--- Activity ---
For the records that follow, please set down exactly the lines between the one holding "use figment::providers::Yaml;" and the one holding "for environment-specific settings.", inclusive, and only those.

--- Listed records ---
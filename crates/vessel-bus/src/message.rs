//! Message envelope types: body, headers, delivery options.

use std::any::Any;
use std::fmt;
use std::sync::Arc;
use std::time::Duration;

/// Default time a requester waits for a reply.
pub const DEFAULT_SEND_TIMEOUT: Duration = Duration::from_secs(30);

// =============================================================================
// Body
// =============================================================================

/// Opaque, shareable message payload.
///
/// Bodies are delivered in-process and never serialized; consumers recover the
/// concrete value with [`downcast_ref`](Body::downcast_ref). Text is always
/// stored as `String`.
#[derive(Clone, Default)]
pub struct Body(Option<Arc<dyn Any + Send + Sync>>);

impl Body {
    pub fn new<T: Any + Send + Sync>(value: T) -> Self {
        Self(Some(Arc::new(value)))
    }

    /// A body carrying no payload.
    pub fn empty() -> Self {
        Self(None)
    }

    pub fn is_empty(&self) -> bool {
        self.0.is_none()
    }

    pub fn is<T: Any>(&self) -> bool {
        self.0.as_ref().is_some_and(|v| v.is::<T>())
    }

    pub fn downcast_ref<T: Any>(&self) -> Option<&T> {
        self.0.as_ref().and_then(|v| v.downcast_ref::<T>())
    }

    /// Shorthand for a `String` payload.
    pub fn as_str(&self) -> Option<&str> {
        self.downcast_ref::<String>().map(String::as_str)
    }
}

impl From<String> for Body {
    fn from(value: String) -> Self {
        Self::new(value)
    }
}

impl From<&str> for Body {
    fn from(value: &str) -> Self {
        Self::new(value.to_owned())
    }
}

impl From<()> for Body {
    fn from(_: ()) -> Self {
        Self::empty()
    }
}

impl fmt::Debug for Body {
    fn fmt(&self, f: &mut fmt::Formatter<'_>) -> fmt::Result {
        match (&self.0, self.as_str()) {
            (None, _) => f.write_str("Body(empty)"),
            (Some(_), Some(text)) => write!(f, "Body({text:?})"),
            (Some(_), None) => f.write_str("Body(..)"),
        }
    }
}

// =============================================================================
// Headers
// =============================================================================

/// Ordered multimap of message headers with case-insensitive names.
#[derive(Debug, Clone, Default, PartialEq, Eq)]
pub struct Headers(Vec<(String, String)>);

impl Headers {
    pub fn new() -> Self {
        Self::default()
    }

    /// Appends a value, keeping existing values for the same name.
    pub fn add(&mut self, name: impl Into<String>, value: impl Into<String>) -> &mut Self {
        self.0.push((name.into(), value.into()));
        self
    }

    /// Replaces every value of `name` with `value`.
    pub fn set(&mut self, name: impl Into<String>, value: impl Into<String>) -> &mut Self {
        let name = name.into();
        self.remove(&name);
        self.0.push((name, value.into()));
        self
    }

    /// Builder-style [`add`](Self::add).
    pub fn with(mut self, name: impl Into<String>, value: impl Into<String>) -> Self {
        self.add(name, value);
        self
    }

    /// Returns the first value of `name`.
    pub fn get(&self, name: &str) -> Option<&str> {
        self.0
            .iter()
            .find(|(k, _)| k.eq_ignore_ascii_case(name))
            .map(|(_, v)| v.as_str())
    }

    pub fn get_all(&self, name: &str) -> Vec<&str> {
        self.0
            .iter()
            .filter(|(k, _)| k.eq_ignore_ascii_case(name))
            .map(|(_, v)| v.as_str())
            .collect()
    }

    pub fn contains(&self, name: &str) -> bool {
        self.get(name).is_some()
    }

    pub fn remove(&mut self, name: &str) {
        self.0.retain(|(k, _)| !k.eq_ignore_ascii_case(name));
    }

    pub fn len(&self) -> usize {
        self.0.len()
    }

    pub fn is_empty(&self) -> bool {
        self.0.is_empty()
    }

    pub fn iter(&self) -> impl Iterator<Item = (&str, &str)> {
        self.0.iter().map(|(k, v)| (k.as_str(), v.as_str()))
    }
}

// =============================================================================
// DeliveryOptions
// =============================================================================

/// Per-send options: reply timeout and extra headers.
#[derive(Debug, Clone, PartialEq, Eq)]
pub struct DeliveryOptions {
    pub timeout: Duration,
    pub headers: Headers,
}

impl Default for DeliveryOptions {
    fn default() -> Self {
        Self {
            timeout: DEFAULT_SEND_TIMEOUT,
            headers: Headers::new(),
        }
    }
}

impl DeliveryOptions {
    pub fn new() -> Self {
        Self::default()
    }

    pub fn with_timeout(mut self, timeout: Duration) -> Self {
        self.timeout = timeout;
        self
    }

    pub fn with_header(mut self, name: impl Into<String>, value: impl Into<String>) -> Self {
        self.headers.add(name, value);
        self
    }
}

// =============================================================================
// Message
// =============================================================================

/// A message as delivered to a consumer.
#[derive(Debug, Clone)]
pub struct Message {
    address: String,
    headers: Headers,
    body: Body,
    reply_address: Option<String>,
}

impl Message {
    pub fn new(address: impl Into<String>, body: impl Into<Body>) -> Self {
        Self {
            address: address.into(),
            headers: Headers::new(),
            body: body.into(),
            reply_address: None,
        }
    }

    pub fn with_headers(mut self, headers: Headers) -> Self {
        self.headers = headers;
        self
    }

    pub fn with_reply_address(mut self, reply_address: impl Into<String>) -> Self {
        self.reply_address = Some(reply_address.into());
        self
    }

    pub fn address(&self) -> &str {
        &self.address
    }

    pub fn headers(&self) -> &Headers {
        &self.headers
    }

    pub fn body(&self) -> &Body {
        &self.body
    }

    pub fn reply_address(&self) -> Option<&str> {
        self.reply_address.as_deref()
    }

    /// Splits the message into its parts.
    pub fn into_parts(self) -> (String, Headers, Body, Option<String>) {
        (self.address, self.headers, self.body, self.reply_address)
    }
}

* * *

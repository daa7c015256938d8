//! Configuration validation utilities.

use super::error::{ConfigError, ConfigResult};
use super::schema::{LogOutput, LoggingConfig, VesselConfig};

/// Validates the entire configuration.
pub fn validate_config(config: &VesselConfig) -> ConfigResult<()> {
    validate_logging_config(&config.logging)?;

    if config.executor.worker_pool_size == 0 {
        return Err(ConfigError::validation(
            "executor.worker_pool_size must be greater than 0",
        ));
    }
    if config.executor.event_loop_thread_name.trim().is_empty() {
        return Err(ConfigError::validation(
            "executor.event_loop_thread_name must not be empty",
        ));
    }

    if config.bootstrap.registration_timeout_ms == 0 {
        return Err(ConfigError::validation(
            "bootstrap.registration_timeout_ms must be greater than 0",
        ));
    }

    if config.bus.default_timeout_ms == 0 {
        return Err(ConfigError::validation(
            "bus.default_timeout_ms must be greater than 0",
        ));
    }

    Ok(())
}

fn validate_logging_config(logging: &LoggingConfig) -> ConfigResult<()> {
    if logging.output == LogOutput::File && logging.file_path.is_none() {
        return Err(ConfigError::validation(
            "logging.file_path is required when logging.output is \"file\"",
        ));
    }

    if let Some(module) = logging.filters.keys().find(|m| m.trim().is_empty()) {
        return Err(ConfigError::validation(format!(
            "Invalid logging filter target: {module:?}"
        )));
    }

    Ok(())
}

==

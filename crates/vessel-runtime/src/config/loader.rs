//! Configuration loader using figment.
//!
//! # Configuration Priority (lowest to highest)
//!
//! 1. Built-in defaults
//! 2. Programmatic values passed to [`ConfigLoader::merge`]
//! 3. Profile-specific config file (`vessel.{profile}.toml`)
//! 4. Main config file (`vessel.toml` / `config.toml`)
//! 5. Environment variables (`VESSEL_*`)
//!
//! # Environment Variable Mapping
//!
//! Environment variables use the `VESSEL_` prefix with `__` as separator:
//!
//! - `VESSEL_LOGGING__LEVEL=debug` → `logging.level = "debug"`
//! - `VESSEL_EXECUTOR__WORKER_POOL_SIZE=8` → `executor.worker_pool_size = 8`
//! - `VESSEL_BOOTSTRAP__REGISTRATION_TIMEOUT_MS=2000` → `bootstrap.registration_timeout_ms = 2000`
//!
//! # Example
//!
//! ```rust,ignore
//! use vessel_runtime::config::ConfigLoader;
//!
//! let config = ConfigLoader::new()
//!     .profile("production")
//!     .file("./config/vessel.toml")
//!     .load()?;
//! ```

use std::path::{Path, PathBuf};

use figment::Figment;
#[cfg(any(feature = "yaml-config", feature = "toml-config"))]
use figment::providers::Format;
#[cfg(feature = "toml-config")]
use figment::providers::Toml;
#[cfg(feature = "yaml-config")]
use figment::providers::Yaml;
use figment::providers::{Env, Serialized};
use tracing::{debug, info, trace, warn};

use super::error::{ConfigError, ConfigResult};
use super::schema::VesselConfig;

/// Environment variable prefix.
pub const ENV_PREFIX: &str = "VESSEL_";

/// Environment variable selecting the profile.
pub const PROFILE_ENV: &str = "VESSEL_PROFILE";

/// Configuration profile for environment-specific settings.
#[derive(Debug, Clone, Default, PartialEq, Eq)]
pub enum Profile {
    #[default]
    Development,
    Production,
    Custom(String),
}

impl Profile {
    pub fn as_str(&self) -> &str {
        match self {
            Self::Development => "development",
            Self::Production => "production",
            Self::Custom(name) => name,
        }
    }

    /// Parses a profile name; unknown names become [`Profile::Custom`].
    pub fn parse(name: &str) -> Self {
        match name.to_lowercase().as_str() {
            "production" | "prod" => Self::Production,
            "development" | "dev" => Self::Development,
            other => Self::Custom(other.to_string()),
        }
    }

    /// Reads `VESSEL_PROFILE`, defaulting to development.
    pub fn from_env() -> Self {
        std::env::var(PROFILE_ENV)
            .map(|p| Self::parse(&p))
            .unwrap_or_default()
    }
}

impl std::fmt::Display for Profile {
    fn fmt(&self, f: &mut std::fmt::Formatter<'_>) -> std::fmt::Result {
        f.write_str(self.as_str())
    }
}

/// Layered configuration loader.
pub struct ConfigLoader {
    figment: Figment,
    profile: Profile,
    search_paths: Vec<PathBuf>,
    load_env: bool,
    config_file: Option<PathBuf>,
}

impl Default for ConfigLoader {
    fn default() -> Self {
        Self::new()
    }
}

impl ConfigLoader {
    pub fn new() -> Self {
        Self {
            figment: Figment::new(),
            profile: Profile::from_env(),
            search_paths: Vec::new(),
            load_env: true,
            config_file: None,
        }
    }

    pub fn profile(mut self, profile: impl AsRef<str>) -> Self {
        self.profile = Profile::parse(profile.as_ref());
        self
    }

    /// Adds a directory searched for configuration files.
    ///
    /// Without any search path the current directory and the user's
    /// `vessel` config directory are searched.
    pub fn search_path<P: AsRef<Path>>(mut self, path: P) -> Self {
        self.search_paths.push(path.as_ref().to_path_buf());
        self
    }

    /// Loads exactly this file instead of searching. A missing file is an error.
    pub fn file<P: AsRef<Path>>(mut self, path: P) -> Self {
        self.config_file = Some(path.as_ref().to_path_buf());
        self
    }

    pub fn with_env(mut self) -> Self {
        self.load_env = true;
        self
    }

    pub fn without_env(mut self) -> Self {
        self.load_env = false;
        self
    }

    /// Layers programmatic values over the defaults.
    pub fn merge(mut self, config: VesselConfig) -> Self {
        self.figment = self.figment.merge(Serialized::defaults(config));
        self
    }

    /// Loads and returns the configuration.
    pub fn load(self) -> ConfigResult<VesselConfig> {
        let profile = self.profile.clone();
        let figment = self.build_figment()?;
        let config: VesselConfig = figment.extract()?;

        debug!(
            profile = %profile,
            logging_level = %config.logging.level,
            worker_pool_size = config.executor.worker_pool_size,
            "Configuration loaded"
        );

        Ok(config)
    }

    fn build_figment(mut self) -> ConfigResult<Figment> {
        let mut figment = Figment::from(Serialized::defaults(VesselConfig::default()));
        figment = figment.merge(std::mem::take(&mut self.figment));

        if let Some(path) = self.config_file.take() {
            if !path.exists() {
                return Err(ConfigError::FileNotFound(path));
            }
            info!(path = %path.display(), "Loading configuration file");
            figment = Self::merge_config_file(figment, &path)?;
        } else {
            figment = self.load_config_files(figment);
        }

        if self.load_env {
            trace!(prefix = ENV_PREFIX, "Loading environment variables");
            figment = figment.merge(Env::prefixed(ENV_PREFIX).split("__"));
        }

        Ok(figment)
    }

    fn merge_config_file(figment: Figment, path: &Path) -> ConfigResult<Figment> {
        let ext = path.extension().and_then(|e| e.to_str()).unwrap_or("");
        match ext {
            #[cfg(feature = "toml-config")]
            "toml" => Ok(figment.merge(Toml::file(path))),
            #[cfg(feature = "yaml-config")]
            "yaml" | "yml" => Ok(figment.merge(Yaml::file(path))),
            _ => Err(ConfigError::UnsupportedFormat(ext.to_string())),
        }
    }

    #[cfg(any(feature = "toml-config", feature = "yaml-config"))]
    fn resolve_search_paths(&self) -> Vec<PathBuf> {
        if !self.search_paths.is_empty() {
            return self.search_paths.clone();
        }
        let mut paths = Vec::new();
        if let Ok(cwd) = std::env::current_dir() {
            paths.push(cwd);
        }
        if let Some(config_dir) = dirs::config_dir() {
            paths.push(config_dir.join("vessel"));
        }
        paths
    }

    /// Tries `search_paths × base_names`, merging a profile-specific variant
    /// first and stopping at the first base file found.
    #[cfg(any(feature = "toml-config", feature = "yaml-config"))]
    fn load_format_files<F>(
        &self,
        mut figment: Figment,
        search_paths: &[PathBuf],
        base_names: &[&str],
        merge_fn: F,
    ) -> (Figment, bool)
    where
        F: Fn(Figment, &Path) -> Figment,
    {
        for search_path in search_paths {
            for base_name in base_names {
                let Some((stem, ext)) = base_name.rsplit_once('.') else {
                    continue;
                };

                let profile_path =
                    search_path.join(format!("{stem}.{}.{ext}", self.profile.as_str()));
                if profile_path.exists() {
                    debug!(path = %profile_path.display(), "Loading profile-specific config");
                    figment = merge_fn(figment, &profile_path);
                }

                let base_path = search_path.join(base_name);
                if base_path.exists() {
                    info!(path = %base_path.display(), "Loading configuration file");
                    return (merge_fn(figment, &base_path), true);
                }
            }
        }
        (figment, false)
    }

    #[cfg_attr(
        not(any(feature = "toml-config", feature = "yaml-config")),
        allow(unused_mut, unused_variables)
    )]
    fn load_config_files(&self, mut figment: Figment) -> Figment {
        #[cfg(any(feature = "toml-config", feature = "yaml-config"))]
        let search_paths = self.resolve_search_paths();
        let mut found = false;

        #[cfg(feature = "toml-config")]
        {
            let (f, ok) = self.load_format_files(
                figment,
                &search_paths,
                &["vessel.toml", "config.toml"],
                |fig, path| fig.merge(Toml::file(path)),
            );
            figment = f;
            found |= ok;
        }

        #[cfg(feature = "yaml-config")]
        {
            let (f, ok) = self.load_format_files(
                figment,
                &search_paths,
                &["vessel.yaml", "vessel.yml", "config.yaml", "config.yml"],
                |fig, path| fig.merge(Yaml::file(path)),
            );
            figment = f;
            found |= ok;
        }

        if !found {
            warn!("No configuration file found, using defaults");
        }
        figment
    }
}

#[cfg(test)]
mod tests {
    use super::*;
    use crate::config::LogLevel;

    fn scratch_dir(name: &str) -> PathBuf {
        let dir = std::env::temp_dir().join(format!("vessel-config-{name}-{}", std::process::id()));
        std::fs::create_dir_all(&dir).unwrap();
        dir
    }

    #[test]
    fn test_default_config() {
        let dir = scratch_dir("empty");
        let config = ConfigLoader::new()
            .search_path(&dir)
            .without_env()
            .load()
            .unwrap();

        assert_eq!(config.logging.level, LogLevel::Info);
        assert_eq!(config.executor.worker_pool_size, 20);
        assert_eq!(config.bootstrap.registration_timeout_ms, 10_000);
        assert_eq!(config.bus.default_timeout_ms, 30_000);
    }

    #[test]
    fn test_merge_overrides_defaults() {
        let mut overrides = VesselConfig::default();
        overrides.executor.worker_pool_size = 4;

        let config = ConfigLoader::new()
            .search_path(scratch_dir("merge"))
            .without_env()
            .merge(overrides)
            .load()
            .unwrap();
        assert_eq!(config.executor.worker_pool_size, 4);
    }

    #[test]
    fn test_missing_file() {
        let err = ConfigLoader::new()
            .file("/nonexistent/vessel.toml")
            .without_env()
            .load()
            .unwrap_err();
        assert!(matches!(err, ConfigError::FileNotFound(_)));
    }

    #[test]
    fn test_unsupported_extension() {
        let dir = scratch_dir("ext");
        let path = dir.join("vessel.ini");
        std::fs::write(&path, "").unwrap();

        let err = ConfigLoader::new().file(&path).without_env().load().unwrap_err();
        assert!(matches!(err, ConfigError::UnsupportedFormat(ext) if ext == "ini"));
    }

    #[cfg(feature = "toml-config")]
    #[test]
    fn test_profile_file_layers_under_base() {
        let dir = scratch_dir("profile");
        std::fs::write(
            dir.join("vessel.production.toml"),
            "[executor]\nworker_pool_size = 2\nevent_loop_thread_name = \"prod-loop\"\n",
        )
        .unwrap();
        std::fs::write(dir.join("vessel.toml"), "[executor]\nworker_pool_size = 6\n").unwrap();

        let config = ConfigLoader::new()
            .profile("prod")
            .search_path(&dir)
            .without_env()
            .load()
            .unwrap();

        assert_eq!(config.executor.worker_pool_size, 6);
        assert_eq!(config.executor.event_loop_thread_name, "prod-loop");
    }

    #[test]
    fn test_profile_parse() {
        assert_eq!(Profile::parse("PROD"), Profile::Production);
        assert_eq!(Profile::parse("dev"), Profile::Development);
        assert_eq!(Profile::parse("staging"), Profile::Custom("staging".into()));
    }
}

--- Exercise result ---
use figment::providers::Yaml;
use figment::providers::{Env, Serialized};
use tracing::{debug, info, trace, warn};

use super::error::{ConfigError, ConfigResult};
use super::schema::VesselConfig;

/// Environment variable prefix.
pub const ENV_PREFIX: &str = "VESSEL_";

/// Environment variable selecting the profile.
pub const PROFILE_ENV: &str = "VESSEL_PROFILE";

/// Configuration profile for environment-specific settings.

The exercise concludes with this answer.